Amazon.com Inc. (NASDAQ: AMZN) reported first-quarter revenue of $181.5 billion, surging past Wall Street estimates and signaling that its massive investments in artificial intelligence are bolstering its dominant cloud computing division.
The results, which sent shares higher in post-market trading, showed broad strength across the company’s business lines. The performance offers a sign that the e-commerce and cloud giant is successfully navigating an economic environment where both consumers and corporate clients remain watchful of their spending.

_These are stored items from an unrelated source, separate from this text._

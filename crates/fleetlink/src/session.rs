//! Node registration and teardown.
//!
//! [`NodeSession`] owns the node identity. It publishes the identity through
//! a watch channel; the heartbeat probe and the message exchange only ever
//! hold receivers. Registration and teardown are serialized by the mutex
//! around the heartbeat, so the keepalive runs exactly while a node id is
//! held.

use std::sync::Arc;
use std::time::Duration;

use async_trait::async_trait;
use tokio::sync::{watch, Mutex};

use fleetlink_core::NodeId;
use fleetlink_sync::messages::{CreateNodeRequest, DeleteNodeRequest, SendNodeHeartbeatRequest};

use crate::api::FleetApi;
use crate::heartbeat::{HeartbeatProbe, HeartbeatSender, ProbeOutcome};

/// Sends heartbeats for whatever node is currently registered.
pub struct NodeProbe {
    api: FleetApi,
    node: watch::Receiver<Option<NodeId>>,
    heartbeat_interval: Duration,
}

impl NodeProbe {
    pub fn new(
        api: FleetApi,
        node: watch::Receiver<Option<NodeId>>,
        heartbeat_interval: Duration,
    ) -> Self {
        Self {
            api,
            node,
            heartbeat_interval,
        }
    }
}

#[async_trait]
impl HeartbeatProbe for NodeProbe {
    async fn probe(&self) -> ProbeOutcome {
        let node = *self.node.borrow();
        let Some(node) = node else {
            tracing::error!("Node instance missing");
            return ProbeOutcome::Unreachable;
        };

        let request = SendNodeHeartbeatRequest {
            node,
            heartbeat_interval: self.heartbeat_interval.as_secs_f64(),
        };
        match self.api.request_once(&request).await {
            None => ProbeOutcome::Unreachable,
            Some(response) if response.success => ProbeOutcome::Alive,
            Some(_) => ProbeOutcome::Rejected,
        }
    }
}

/// Registers and unregisters this node with the coordinator.
pub struct NodeSession {
    api: FleetApi,
    node: Arc<watch::Sender<Option<NodeId>>>,
    heartbeat: Mutex<HeartbeatSender>,
    rejected: watch::Receiver<bool>,
    heartbeat_interval: Duration,
}

impl NodeSession {
    /// A session whose heartbeat reports to the coordinator behind `api`.
    pub fn new(api: FleetApi, heartbeat_interval: Duration) -> Self {
        let (node, node_rx) = watch::channel(None);
        let probe = Arc::new(NodeProbe::new(api.clone(), node_rx, heartbeat_interval));
        let heartbeat = HeartbeatSender::new(probe, heartbeat_interval);
        let rejected = heartbeat.rejection();
        Self {
            api,
            node: Arc::new(node),
            heartbeat: Mutex::new(heartbeat),
            rejected,
            heartbeat_interval,
        }
    }

    /// The registered node, if any.
    pub fn node_id(&self) -> Option<NodeId> {
        *self.node.borrow()
    }

    /// Read-only view of the node identity.
    pub fn identity(&self) -> watch::Receiver<Option<NodeId>> {
        self.node.subscribe()
    }

    /// Raised once the coordinator rejects a heartbeat.
    pub fn rejection(&self) -> watch::Receiver<bool> {
        self.rejected.clone()
    }

    pub async fn heartbeat_running(&self) -> bool {
        self.heartbeat.lock().await.is_running()
    }

    /// Register with the coordinator and start the heartbeat.
    ///
    /// Returns the existing id without registering again if a node is
    /// already registered.
    pub async fn create_node(&self) -> Option<NodeId> {
        let mut heartbeat = self.heartbeat.lock().await;

        if let Some(node) = self.node_id() {
            tracing::warn!(node_id = %node, "node already registered");
            return Some(node);
        }

        let request = CreateNodeRequest {
            heartbeat_interval: self.heartbeat_interval.as_secs_f64(),
        };
        let Some(response) = self.api.request(&request).await else {
            tracing::error!("failed to register node");
            return None;
        };

        let node = response.node;
        self.node.send_replace(Some(node));
        heartbeat.start();
        tracing::info!(node_id = %node, "node registered");
        Some(node)
    }

    /// Stop the heartbeat, unregister, and forget the node id.
    ///
    /// The id is cleared even if the coordinator cannot be reached.
    pub async fn delete_node(&self) {
        let mut heartbeat = self.heartbeat.lock().await;

        let Some(node) = self.node_id() else {
            tracing::error!("Node instance missing");
            return;
        };

        heartbeat.stop().await;

        if self.api.request(&DeleteNodeRequest { node }).await.is_none() {
            tracing::warn!(node_id = %node, "failed to unregister node");
        }

        self.node.send_replace(None);
        tracing::info!(node_id = %node, "node deleted");
    }
}

impl std::fmt::Debug for NodeSession {
    fn fmt(&self, f: &mut std::fmt::Formatter<'_>) -> std::fmt::Result {
        f.debug_struct("NodeSession")
            .field("node_id", &self.node_id())
            .field("heartbeat_interval", &self.heartbeat_interval)
            .finish_non_exhaustive()
    }
}

#[cfg(test)]
mod tests {
    use super::*;
    use std::collections::HashMap;
    use std::sync::Mutex as StdMutex;

    use bytes::Bytes;
    use fleetlink_sync::messages::{
        paths, CreateNodeResponse, DeleteNodeResponse, SendNodeHeartbeatResponse,
    };
    use fleetlink_sync::{encode, SyncError, Transport, TransportResponse};

    use crate::retry::{RetryConfig, RetryInvoker};

    /// Answers registration with node 7, counting requests per path.
    struct RegistryTransport {
        accept_heartbeat: bool,
        reachable: bool,
        hits: StdMutex<HashMap<&'static str, usize>>,
    }

    impl RegistryTransport {
        fn new(accept_heartbeat: bool) -> Arc<Self> {
            Arc::new(Self {
                accept_heartbeat,
                reachable: true,
                hits: StdMutex::new(HashMap::new()),
            })
        }

        fn hits(&self, path: &str) -> usize {
            self.hits.lock().unwrap().get(path).copied().unwrap_or(0)
        }
    }

    #[async_trait]
    impl Transport for RegistryTransport {
        async fn post(&self, path: &str, _body: Bytes) -> fleetlink_sync::Result<TransportResponse> {
            if !self.reachable {
                return Err(SyncError::TransportError("unreachable".into()));
            }
            let body = match path {
                paths::CREATE_NODE => {
                    *self.hits.lock().unwrap().entry(paths::CREATE_NODE).or_default() += 1;
                    encode(&CreateNodeResponse { node: NodeId(7) })?
                }
                paths::DELETE_NODE => {
                    *self.hits.lock().unwrap().entry(paths::DELETE_NODE).or_default() += 1;
                    encode(&DeleteNodeResponse {})?
                }
                paths::SEND_NODE_HEARTBEAT => {
                    *self
                        .hits
                        .lock()
                        .unwrap()
                        .entry(paths::SEND_NODE_HEARTBEAT)
                        .or_default() += 1;
                    encode(&SendNodeHeartbeatResponse {
                        success: self.accept_heartbeat,
                    })?
                }
                _ => return Ok(TransportResponse::status(404)),
            };
            Ok(TransportResponse::ok(body))
        }
    }

    fn session(transport: Arc<RegistryTransport>) -> NodeSession {
        let retry = RetryInvoker::new(
            RetryConfig::default()
                .with_max_tries(Some(1))
                .with_jitter(false),
        );
        NodeSession::new(
            FleetApi::new(transport, Arc::new(retry)),
            Duration::from_secs(30),
        )
    }

    #[tokio::test(start_paused = true)]
    async fn test_create_and_delete_node() {
        let transport = RegistryTransport::new(true);
        let session = session(transport.clone());
        assert!(!session.heartbeat_running().await);

        assert_eq!(session.create_node().await, Some(NodeId(7)));
        assert_eq!(session.node_id(), Some(NodeId(7)));
        assert!(session.heartbeat_running().await);

        tokio::time::sleep(Duration::from_secs(65)).await;
        // t = 0, 30, 60
        assert_eq!(transport.hits(paths::SEND_NODE_HEARTBEAT), 3);

        session.delete_node().await;
        assert_eq!(session.node_id(), None);
        assert!(!session.heartbeat_running().await);
        assert_eq!(transport.hits(paths::DELETE_NODE), 1);

        tokio::time::sleep(Duration::from_secs(120)).await;
        assert_eq!(transport.hits(paths::SEND_NODE_HEARTBEAT), 3);
    }

    #[tokio::test]
    async fn test_create_node_twice_keeps_identity() {
        let transport = RegistryTransport::new(true);
        let session = session(transport.clone());

        session.create_node().await;
        assert_eq!(session.create_node().await, Some(NodeId(7)));
        assert_eq!(transport.hits(paths::CREATE_NODE), 1);

        session.delete_node().await;
    }

    #[tokio::test]
    async fn test_create_node_failure_starts_nothing() {
        let transport = Arc::new(RegistryTransport {
            accept_heartbeat: true,
            reachable: false,
            hits: StdMutex::new(HashMap::new()),
        });
        let session = session(transport);

        assert_eq!(session.create_node().await, None);
        assert_eq!(session.node_id(), None);
        assert!(!session.heartbeat_running().await);
    }

    #[tokio::test]
    async fn test_delete_without_node_is_noop() {
        let transport = RegistryTransport::new(true);
        let session = session(transport.clone());

        session.delete_node().await;
        assert_eq!(transport.hits(paths::DELETE_NODE), 0);
    }

    #[tokio::test(start_paused = true)]
    async fn test_rejected_heartbeat_raises_flag() {
        let transport = RegistryTransport::new(false);
        let session = session(transport);
        let mut rejection = session.rejection();

        session.create_node().await;
        rejection.wait_for(|rejected| *rejected).await.unwrap();
        assert!(!session.heartbeat_running().await);

        // Identity stays until teardown
        assert_eq!(session.node_id(), Some(NodeId(7)));
        assert!(*session.rejection().borrow());
        session.delete_node().await;
        assert_eq!(session.node_id(), None);
    }

    #[tokio::test]
    async fn test_probe_without_identity_is_unreachable() {
        let transport = RegistryTransport::new(true);
        let api = FleetApi::new(transport.clone(), Arc::new(RetryInvoker::default()));
        let (_node, node_rx) = watch::channel(None);

        let probe = NodeProbe::new(api, node_rx, Duration::from_secs(30));
        assert_eq!(probe.probe().await, ProbeOutcome::Unreachable);
        assert_eq!(transport.hits(paths::SEND_NODE_HEARTBEAT), 0);
    }
}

The company’s earnings easily beat forecasts, providing a clear sign of operational leverage even as it continues to spend heavily on AI infrastructure. According to a recent report, Big Tech hyperscalers including Amazon, Microsoft, and Alphabet are expected to spend approximately $650 billion on capital expenditures in 2026.
AWS Growth Accelerates
The engine of Amazon’s profitability, Amazon Web Services, saw its revenue growth accelerate for the second consecutive quarter. The division posted sales of $36.75 billion, a 25.6 percent increase from a year earlier, according to Zacks Consensus Estimate data. This performance indicates sustained momentum and competitive resilience against rivals like Microsoft’s Azure and Google Cloud.
Exiting the fourth quarter of 2025, AWS had a disclosed backlog of $244 billion, up 40 percent year-over-year, providing strong visibility into future demand. The company has also secured high-profile strategic agreements, including an expanded multi-year partnership with OpenAI, reinforcing its position in the generative AI landscape.
The strong quarter suggests Amazon's costly build-out of AI-focused data centers is translating into tangible growth, with customers increasing their spend on cloud services. The 75 percent year-over-year jump in earnings per share to $2.78 further shows the company is effectively managing costs relative to its revenue growth.
The results may help reassure investors that the heavy capital expenditures are justified. The strong performance from AWS, which held a 28 percent share of the global cloud market in the fourth quarter of 2025 per Synergy Research Group, is critical to funding the company’s broader ambitions in AI and beyond. Investors will now look to the company’s upcoming conference call for guidance on the second quarter and commentary on capital expenditure plans for the remainder of the year.
This article is for informational purposes only and does not constitute investment advice.